The above and other objects and features of the present invention will become apparent from the following description of embodiments given in conjunction with the accompanying drawings, in which:
Hereinafter, embodiments of the present invention will be described in detail with reference to the accompanying drawings so that they can be readily implemented by those skilled in the art.
As illustrated in
A data migration apparatus 120 between the mainframe system 110 and the open system 130 includes an unload data set conversion module 122, a schema information generation module 124, a code system conversion module 126, and a data load module 128.
Generally, a mainframe system downloads segment data of a database and stores the segment data as a separate sequential data set, in order to use the data set for temporary archiving based on the reconfiguration of a database or use the data set as backup data for an operation of recovering a system error. Fundamentally, in a mainframe system level, an unload utility is provided for storing data in a database as a sequential data set. The data set, which is unloaded from the database of the mainframe system with the unload utility, is configured in an extended binary coded decimal interchange (EBCDIC) code system.
Moreover, to generate the hierarchical database 112, the mainframe system 110 defines description information on physical definitions of segments configuring the database 112, a high-low dependent relationship between the segments, a field configuring each of the segments, a field type, and a field length, in a database description (DBD) generation sentence. Also, an application program using the hierarchical database 110 generally defines and uses a segment copybook that describes a type and length of a field in the same type as a field configuration of a segment of a database. Generally, in the COBOL application program, the segment copybook is a set of variables that are defined for inputting/outputting data of a database.
The unload data set conversion module 122 of the data migration apparatus 120 executes an unload utility to sequentially unload data from the database 122 of the mainframe system 110, in a preparation procedure of data migration. In a case where the data migration apparatus 120 is disposed at a position far away from the mainframe system 110, an acquired unload data set, for example, may be transmitted to the data migration apparatus 120 with FTP.
The unload data set conversion module 122 analyzes an unload data set with reference to a DBD generation sentence of the mainframe system, removes meta information included in the unload data set, and extracts identifiers (IDs) of segments and data of the segments.
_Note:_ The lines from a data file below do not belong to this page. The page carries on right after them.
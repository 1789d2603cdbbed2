//! Creation flows
//!
//! A [`Mutation`] describes what one source record turns into; the
//! [`CreateVisitor`] sends those payloads through a [`Creator`] under the
//! retry policy. A failed creation is counted and the batch moves on.

use super::source::Creator;
use super::types::{ItemContext, ItemOutcome, ItemVisitor};
use crate::error::{Error, Result};
use crate::retry::{retry_transient, RetryPolicy};
use crate::types::Record;
use async_trait::async_trait;
use serde_json::Value;
use tracing::{debug, error};

/// Filter and transform of one creation flow
pub trait Mutation: Send + Sync {
    /// Records that should produce payloads
    fn accept(&self, _record: &Record) -> bool {
        true
    }

    /// Payloads derived from one source record. Must not modify it.
    fn payloads(&self, record: &Record) -> Vec<Value>;

    fn on_created(&self, payload: &Value, reply: &Value) {
        debug!(event = "created", payload = %payload, reply = %reply);
    }

    fn on_failed(&self, payload: &Value, err: &Error) {
        error!(
            event = "create_failed",
            payload = %payload,
            status = err.status(),
            error = %err,
        );
    }
}

/// Visitor issuing one creation call per payload
pub struct CreateVisitor<'a, M> {
    creator: &'a dyn Creator,
    mutation: M,
    retry: RetryPolicy,
}

impl<'a, M: Mutation> CreateVisitor<'a, M> {
    pub fn new(creator: &'a dyn Creator, mutation: M) -> Self {
        Self {
            creator,
            mutation,
            retry: RetryPolicy::default(),
        }
    }

    #[must_use]
    pub fn with_retry(mut self, retry: RetryPolicy) -> Self {
        self.retry = retry;
        self
    }

    pub fn mutation(&self) -> &M {
        &self.mutation
    }
}

#[async_trait]
impl<M: Mutation> ItemVisitor for CreateVisitor<'_, M> {
    fn accept(&self, record: &Record) -> bool {
        self.mutation.accept(record)
    }

    async fn visit(&mut self, record: &Record, _ctx: &ItemContext) -> Result<ItemOutcome> {
        let creator = self.creator;
        let mut outcome = ItemOutcome::nothing();

        for payload in self.mutation.payloads(record) {
            match retry_transient(&self.retry, creator.name(), || creator.create(&payload)).await {
                Ok(reply) => {
                    self.mutation.on_created(&payload, &reply);
                    outcome.emitted += 1;
                }
                Err(err) => {
                    self.mutation.on_failed(&payload, &err);
                    outcome.failed += 1;
                }
            }
        }
        Ok(outcome)
    }
}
The extracted ID and data of each segment are reconfigured into a load file in standard format which is easy to convert the segment into a code system suitable for the open system 130. The load files having standard format are supplied to the code system conversion module 126. Herein, the standard format denotes a specific format that is defined in a rehosting solution.
The schema information generation module 124 generates a schema information file necessary for reference when converting the unload files in standard format into files in conformity with a code system which is used in the open system 130. In more detail, the load files having standard format generated by the unload data set conversion module 122 still has the EBCDIC code system which is used in the mainframe system 110. Also, data of segments configuring the hierarchical database 112 are mixedly loaded in the load files having standard format. Therefore, the schema information generation module 124 separates layout information of fields configuring the respective segments to generate a schema information file defining a conversion rule of fields and a segment, by using the DBD generation sentence and the segment copybook. The schema information includes a name of each segment and names, types, and lengths of fields configuring each segment. The schema information file is supplied from the code system conversion module 126.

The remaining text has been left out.